[What is expected]
Transcribe the full listing so that each line reads as it does in the original.

[Available data]
=-=-=
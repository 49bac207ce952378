//! Hardware wallet pairing.
//!
//! `Connect -> Connecting -> Connected | Failed | WaitingForBrowser`, driven by
//! [`HardwarePairing`] on the main surface. The device connection is a singleton:
//! delegated surfaces go through [`PairingEntry`], which forwards the request.

mod device;
mod entry;
mod pairing;

use serde::{Deserialize, Serialize};
use thiserror::Error;
use uuid::Uuid;

pub use device::{AvailableTransports, CompanionTab, DiscoveredWallet, HardwareDevice, Transport};
pub use entry::PairingEntry;
pub use pairing::HardwarePairing;

use crate::{config::Network, error::HardwareConnectionKind};

/// Result type for pairing operations.
pub type HardwareResult<T> = Result<T, HardwareError>;

/// Pairing failures.
#[derive(Debug, Error)]
pub enum HardwareError {
    /// The device or host could not be used. See [`HardwareConnectionKind`].
    #[error("hardware connection failed: {0}")]
    Connection(HardwareConnectionKind),
    /// The attempt was cancelled or replaced by a newer one.
    #[error("pairing cancelled")]
    Cancelled,
    /// The device answered with an error.
    #[error("device error: {0}")]
    Device(String),
    /// The selection does not match the discovered wallets.
    #[error("invalid selection: {0}")]
    InvalidSelection(String),
}

/// Pairing progress.
#[derive(Debug, Clone, Copy, PartialEq, Eq, Default, Serialize, Deserialize)]
#[serde(rename_all = "camelCase")]
pub enum HardwareState {
    /// Waiting for the user to pick a transport.
    #[default]
    Connect,
    /// Connecting and waiting for the signing app.
    Connecting,
    /// Wallets discovered.
    Connected,
    /// The attempt failed. See [`HardwareSession::failure`].
    Failed,
    /// A companion tab is doing the handshake.
    WaitingForBrowser,
}

/// State of one pairing attempt. Never persisted.
#[derive(Debug, Clone, Default, PartialEq, Eq, Serialize, Deserialize)]
#[serde(rename_all = "camelCase")]
pub struct HardwareSession {
    /// Current attempt, `None` when no modal is open.
    pub attempt: Option<Uuid>,
    /// Network wallets are enumerated on.
    pub network: Option<Network>,
    /// Transport of the current attempt.
    pub transport: Option<Transport>,
    /// What the host offers.
    pub available_transports: AvailableTransports,
    /// Preselected transport.
    pub last_used_transport: Option<Transport>,
    /// Progress.
    pub state: HardwareState,
    /// Why the attempt failed.
    pub failure: Option<HardwareConnectionKind>,
    /// Wallets offered for import.
    pub discovered_wallets: Vec<DiscoveredWallet>,
    /// Indices picked by the user.
    pub selected_indices: Vec<u32>,
}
=-=-=
[Exercise response]
repository 49bac207ce952378
//! Hardware wallet pairing.
//!
//! `Connect -> Connecting -> Connected | Failed | WaitingForBrowser`, driven by
//! [`HardwarePairing`] on the main surface. The device connection is a singleton:
//! delegated surfaces go through [`PairingEntry`], which forwards the request.

mod device;
mod entry;
mod pairing;

use serde::{Deserialize, Serialize};
use thiserror::Error;
use uuid::Uuid;

pub use device::{AvailableTransports, CompanionTab, DiscoveredWallet, HardwareDevice, Transport};
pub use entry::PairingEntry;
pub use pairing::HardwarePairing;

use crate::{config::Network, error::HardwareConnectionKind};

/// Result type for pairing operations.
pub type HardwareResult<T> = Result<T, HardwareError>;

/// Pairing failures.
#[derive(Debug, Error)]
pub enum HardwareError {
    /// The device or host could not be used. See [`HardwareConnectionKind`].
    #[error("hardware connection failed: {0}")]
    Connection(HardwareConnectionKind),
    /// The attempt was cancelled or replaced by a newer one.
    #[error("pairing cancelled")]
    Cancelled,
    /// The device answered with an error.
    #[error("device error: {0}")]
    Device(String),
    /// The selection does not match the discovered wallets.
    #[error("invalid selection: {0}")]
    InvalidSelection(String),
}

/// Pairing progress.
#[derive(Debug, Clone, Copy, PartialEq, Eq, Default, Serialize, Deserialize)]
#[serde(rename_all = "camelCase")]
pub enum HardwareState {
    /// Waiting for the user to pick a transport.
    #[default]
    Connect,
    /// Connecting and waiting for the signing app.
    Connecting,
    /// Wallets discovered.
    Connected,
    /// The attempt failed. See [`HardwareSession::failure`].
    Failed,
    /// A companion tab is doing the handshake.
    WaitingForBrowser,
}

/// State of one pairing attempt. Never persisted.
#[derive(Debug, Clone, Default, PartialEq, Eq, Serialize, Deserialize)]
#[serde(rename_all = "camelCase")]
pub struct HardwareSession {
    /// Current attempt, `None` when no modal is open.
    pub attempt: Option<Uuid>,
    /// Network wallets are enumerated on.
    pub network: Option<Network>,
    /// Transport of the current attempt.
    pub transport: Option<Transport>,
    /// What the host offers.
    pub available_transports: AvailableTransports,
    /// Preselected transport.
    pub last_used_transport: Option<Transport>,
    /// Progress.
    pub state: HardwareState,
    /// Why the attempt failed.
    pub failure: Option<HardwareConnectionKind>,
    /// Wallets offered for import.
    pub discovered_wallets: Vec<DiscoveredWallet>,
    /// Indices picked by the user.
    pub selected_indices: Vec<u32>,
}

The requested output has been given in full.